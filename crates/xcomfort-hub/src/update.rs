//! The hub's update task
//!
//! One task owns the fallback engine and the sensor platform. Telemetry and
//! the periodic tick are serialized by `select!`, so the engine never sees
//! two updates at once.

use std::sync::atomic::{AtomicBool, Ordering};
use std::sync::Arc;

use tokio::sync::broadcast;
use tokio::sync::broadcast::error::TryRecvError;
use tokio::time::{interval, Instant, MissedTickBehavior};
use tracing::{debug, info, trace, warn};
use xcomfort_core::events::{HeaterPowerRestoredData, HeaterPowerSuppressedData};
use xcomfort_core::{valid_watts, Context, DeviceId, Event, Telemetry};
use xcomfort_event_bus::SharedEventBus;
use xcomfort_fallback::{FallbackEngine, StateChange, Transition, FALLBACK_TICK_INTERVAL};
use xcomfort_registry::{EnergySnapshot, SharedDeviceRegistry};
use xcomfort_sensor::SensorPlatform;

pub(crate) struct UpdateTask {
    engine: FallbackEngine,
    platform: SensorPlatform,
    registry: SharedDeviceRegistry,
    bus: SharedEventBus,
}

impl UpdateTask {
    pub(crate) fn new(
        engine: FallbackEngine,
        platform: SensorPlatform,
        registry: SharedDeviceRegistry,
        bus: SharedEventBus,
    ) -> Self {
        Self {
            engine,
            platform,
            registry,
            bus,
        }
    }

    /// Publish every sensor from the registry's cached readings
    pub(crate) fn publish_all(&mut self, now: Instant) {
        let context = Context::new();
        for room in self.registry.rooms() {
            self.platform
                .publish_room(&room.room_id, room.power, now, &context);
        }
        for heater in self.registry.heaters() {
            let output = self.engine.heater_output(&heater.device_id);
            self.platform
                .publish_heater(&heater, output.as_ref(), &context);
        }
        for light in self.registry.lights() {
            self.platform
                .publish_light(&light.device_id, light.power, now, &context);
        }
    }

    /// Run until a shutdown signal arrives, handing the task state back
    pub(crate) async fn run(
        mut self,
        mut telemetry_rx: broadcast::Receiver<Event<Telemetry>>,
        mut shutdown_rx: broadcast::Receiver<()>,
        running: Arc<AtomicBool>,
    ) -> Self {
        let mut ticker = interval(FALLBACK_TICK_INTERVAL);
        ticker.set_missed_tick_behavior(MissedTickBehavior::Delay);

        loop {
            tokio::select! {
                biased;

                _ = shutdown_rx.recv() => {
                    info!("Received shutdown signal");
                    // Telemetry published before the signal is still applied
                    loop {
                        match telemetry_rx.try_recv() {
                            Ok(event) => {
                                self.handle_telemetry(&event.data, &event.context, Instant::now());
                            }
                            Err(TryRecvError::Lagged(n)) => {
                                warn!("Update task lagged by {} telemetry messages", n);
                            }
                            Err(TryRecvError::Empty | TryRecvError::Closed) => break,
                        }
                    }
                    break;
                }
                result = telemetry_rx.recv() => {
                    match result {
                        Ok(event) => {
                            self.handle_telemetry(&event.data, &event.context, Instant::now());
                        }
                        Err(broadcast::error::RecvError::Lagged(n)) => {
                            warn!("Update task lagged by {} telemetry messages", n);
                        }
                        Err(broadcast::error::RecvError::Closed) => {
                            info!("Telemetry bus closed, stopping update task");
                            break;
                        }
                    }
                }
                _ = ticker.tick() => self.tick(Instant::now()),
            }
        }

        running.store(false, Ordering::SeqCst);
        info!("Update task stopped");
        self
    }

    /// Apply one telemetry message; sensor states written because of it
    /// carry a child of `context`
    pub(crate) fn handle_telemetry(
        &mut self,
        telemetry: &Telemetry,
        context: &Context,
        now: Instant,
    ) {
        trace!(event_type = telemetry.event_type(), "Handling telemetry");

        match telemetry {
            Telemetry::RoomPower(data) => {
                let Some(watts) = self.registry.update_room_power(&data.room_id, data.power) else {
                    debug!(
                        "Ignoring room power {:?} for room {}",
                        data.power, data.room_id
                    );
                    return;
                };
                self.platform
                    .publish_room(&data.room_id, Some(watts), now, context);
                let changes = self.engine.on_room_power(&data.room_id, watts, now);
                self.apply(changes, context);
            }
            Telemetry::HeaterState(data) => {
                let Some(heater) = self.registry.update_heater(data) else {
                    debug!("Ignoring state of unknown heater {}", data.device_id);
                    return;
                };
                let output = match valid_watts(data.power) {
                    Some(watts) => self.engine.on_heater_power(&heater.device_id, watts, now),
                    None => self.engine.heater_output(&heater.device_id),
                };
                self.platform
                    .publish_heater(&heater, output.as_ref(), context);
            }
            Telemetry::LightState(data) => {
                let Some(light) = self.registry.update_light(data) else {
                    debug!("Ignoring state of unknown light {}", data.device_id);
                    return;
                };
                self.platform
                    .publish_light(&light.device_id, light.power, now, context);
            }
        }
    }

    /// Periodic re-evaluation; also brings every energy total up to `now`
    pub(crate) fn tick(&mut self, now: Instant) {
        let context = Context::new();
        let changes = self.engine.tick(now);
        self.apply(changes, &context);

        self.platform.tick(now, &context);
        let heater_ids: Vec<DeviceId> = self.engine.heater_ids().cloned().collect();
        for device_id in heater_ids {
            self.publish_heater(&device_id, &context);
        }
    }

    fn publish_heater(&mut self, device_id: &DeviceId, context: &Context) {
        if let Some(heater) = self.registry.heater(device_id) {
            let output = self.engine.heater_output(device_id);
            self.platform
                .publish_heater(&heater, output.as_ref(), context);
        }
    }

    fn apply(&mut self, changes: Vec<StateChange>, context: &Context) {
        for change in changes {
            match change.transition {
                Transition::Suppressed { low_power_for } => {
                    self.bus.fire_typed(
                        HeaterPowerSuppressedData {
                            heater: change.heater.clone(),
                            room: change.room.clone(),
                            low_power_secs: low_power_for.as_secs(),
                        },
                        context.child(),
                    );
                }
                Transition::Restored => {
                    self.bus.fire_typed(
                        HeaterPowerRestoredData {
                            heater: change.heater.clone(),
                            room: change.room.clone(),
                        },
                        context.child(),
                    );
                }
                Transition::Pending | Transition::Cleared => continue,
            }
            self.publish_heater(&change.device_id, context);
        }
    }

    /// Energy totals of every sensor that has one, by unique id
    pub(crate) fn collect_energy(&self, snapshot: &mut EnergySnapshot) {
        self.platform.collect_energy(snapshot);
        for device_id in self.engine.heater_ids() {
            let Some(unique_id) = self.platform.heater_energy_unique_id(device_id) else {
                continue;
            };
            if let Some(output) = self.engine.heater_output(device_id) {
                snapshot.set(unique_id, output.energy_kwh);
            }
        }
    }
}

#[cfg(test)]
mod tests {
    use super::*;
    use std::time::Duration;
    use tempfile::TempDir;
    use xcomfort_config::PowerEnergyOptions;
    use xcomfort_core::{DevicesSnapshot, HeaterInfo, HeaterStateData, RoomInfo};
    use xcomfort_event_bus::EventBus;
    use xcomfort_registry::{DeviceRegistry, HeaterEntry, RoomEntry, Storage};
    use xcomfort_state_store::{SharedStateStore, StateStore};

    struct Fixture {
        _dir: TempDir,
        bus: SharedEventBus,
        states: SharedStateStore,
        task: UpdateTask,
    }

    impl Fixture {
        fn send(&mut self, telemetry: Telemetry, at: Instant) {
            self.task.handle_telemetry(&telemetry, &Context::new(), at);
        }
    }

    async fn fixture(stale_protection: bool, t0: Instant) -> Fixture {
        let dir = TempDir::new().unwrap();
        let storage = Storage::new(dir.path());
        let bus = Arc::new(EventBus::new());
        let states = Arc::new(StateStore::new(bus.clone()));
        let registry = Arc::new(DeviceRegistry::from_snapshot(&DevicesSnapshot {
            rooms: vec![RoomInfo::new("1", "Stue"), RoomInfo::new("2", "Bad")],
            heaters: vec![
                HeaterInfo::new("11", "Panelovn Stue"),
                HeaterInfo::new("12", "Varmekabel Bad"),
            ],
            lights: vec![],
        }));
        let options = PowerEnergyOptions {
            add_room_power_sensors: true,
            add_heater_power_sensors: true,
            add_light_power_sensors: false,
            heater_power_stale_protection: stale_protection,
        };

        let platform = SensorPlatform::setup(
            states.clone(),
            &storage,
            &registry,
            &options,
            &EnergySnapshot::default(),
            t0,
        )
        .await
        .unwrap();
        let heaters: Vec<_> = registry.heaters().iter().map(HeaterEntry::info).collect();
        let rooms: Vec<_> = registry.rooms().iter().map(RoomEntry::info).collect();
        let engine = FallbackEngine::new(&heaters, &rooms, stale_protection, t0);

        let mut task = UpdateTask::new(engine, platform, registry, bus.clone());
        task.publish_all(t0);

        Fixture {
            _dir: dir,
            bus,
            states,
            task,
        }
    }

    #[tokio::test]
    async fn test_room_power_suppresses_heater() {
        let t0 = Instant::now();
        let mut f = fixture(true, t0).await;
        let mut suppressed = f.bus.subscribe_typed::<HeaterPowerSuppressedData>();

        f.send(Telemetry::heater_power("11", 900.0), t0);
        f.send(Telemetry::room_power("1", 0.3), t0);
        assert_eq!(f.states.get_f64("sensor.panelovn_stue_power"), Some(900.0));
        assert!(suppressed.try_recv().is_none());

        f.send(Telemetry::room_power("1", 0.0), t0 + Duration::from_secs(20));
        assert_eq!(f.states.get_f64("sensor.panelovn_stue_power"), Some(0.0));
        assert_eq!(f.states.get_f64("sensor.stue_power"), Some(0.0));

        let event = suppressed.try_recv().unwrap();
        assert_eq!(
            event.data,
            HeaterPowerSuppressedData {
                heater: "Panelovn Stue".to_string(),
                room: "Stue".to_string(),
                low_power_secs: 20,
            }
        );

        let power = f.states.get("sensor.panelovn_stue_power").unwrap();
        assert_eq!(power.attribute::<bool>("stale_power_suppressed"), Some(true));
        assert_eq!(power.attribute::<f64>("raw_power"), Some(900.0));

        // Stale readings keep being reported as 0
        f.send(Telemetry::heater_power("11", 900.0), t0 + Duration::from_secs(30));
        assert_eq!(f.states.get_f64("sensor.panelovn_stue_power"), Some(0.0));
        assert!(suppressed.try_recv().is_none());
    }

    #[tokio::test]
    async fn test_restore_fires_event() {
        let t0 = Instant::now();
        let mut f = fixture(true, t0).await;
        let mut restored = f.bus.subscribe_typed::<HeaterPowerRestoredData>();

        f.send(Telemetry::heater_power("12", 400.0), t0);
        f.send(Telemetry::room_power("2", 0.0), t0);
        f.task.tick(t0 + Duration::from_secs(20));
        assert_eq!(f.states.get_f64("sensor.varmekabel_bad_power"), Some(0.0));

        f.send(Telemetry::room_power("2", 410.0), t0 + Duration::from_secs(25));
        assert_eq!(f.states.get_f64("sensor.varmekabel_bad_power"), Some(400.0));
        assert_eq!(restored.try_recv().unwrap().data.room, "Bad");
    }

    #[tokio::test]
    async fn test_disabled_passes_through() {
        let t0 = Instant::now();
        let mut f = fixture(false, t0).await;

        f.send(Telemetry::heater_power("11", 1000.0), t0);
        f.send(Telemetry::room_power("1", 0.0), t0);
        for step in 1..=3 {
            f.task.tick(t0 + Duration::from_secs(20 * step));
        }

        assert_eq!(f.states.get_f64("sensor.panelovn_stue_power"), Some(1000.0));
        // 1000 W for 60 s
        assert_eq!(f.states.get_f64("sensor.panelovn_stue_energy"), Some(0.017));
    }

    #[tokio::test]
    async fn test_malformed_and_unknown_telemetry_ignored() {
        let t0 = Instant::now();
        let mut f = fixture(true, t0).await;

        f.send(Telemetry::heater_power("11", 500.0), t0);
        f.send(Telemetry::heater_power("11", -3.0), t0);
        f.send(Telemetry::room_power("1", f64::NAN), t0);
        f.send(Telemetry::room_power("99", 0.0), t0);
        let unknown = HeaterStateData {
            device_id: "77".into(),
            power: Some(100.0),
            temperature: None,
            heating_demand: None,
        };
        f.send(Telemetry::HeaterState(unknown), t0);

        assert_eq!(f.states.get_f64("sensor.panelovn_stue_power"), Some(500.0));
        assert_eq!(f.states.get_state("sensor.stue_power").as_deref(), Some("unknown"));
    }

    #[tokio::test]
    async fn test_collect_energy() {
        let t0 = Instant::now();
        let mut f = fixture(true, t0).await;

        f.send(Telemetry::heater_power("11", 1000.0), t0);
        f.send(Telemetry::room_power("1", 1000.0), t0);
        f.task.tick(t0 + Duration::from_secs(3600));

        let mut snapshot = EnergySnapshot::default();
        f.task.collect_energy(&mut snapshot);
        assert!((snapshot.get("energy_Panelovn Stue_11").unwrap() - 1.0).abs() < 1e-9);
        assert!((snapshot.get("energy_kwh_1").unwrap() - 1.0).abs() < 1e-9);
        assert_eq!(snapshot.get("energy_kwh_2"), Some(0.0));
        assert_eq!(snapshot.len(), 4);
    }
}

--------

- _Task prompt_
Which lines in the data above hold the string "PowerEnergyOptions"? Show each one.

- _Result of the task_
    use xcomfort_config::PowerEnergyOptions;
        let options = PowerEnergyOptions {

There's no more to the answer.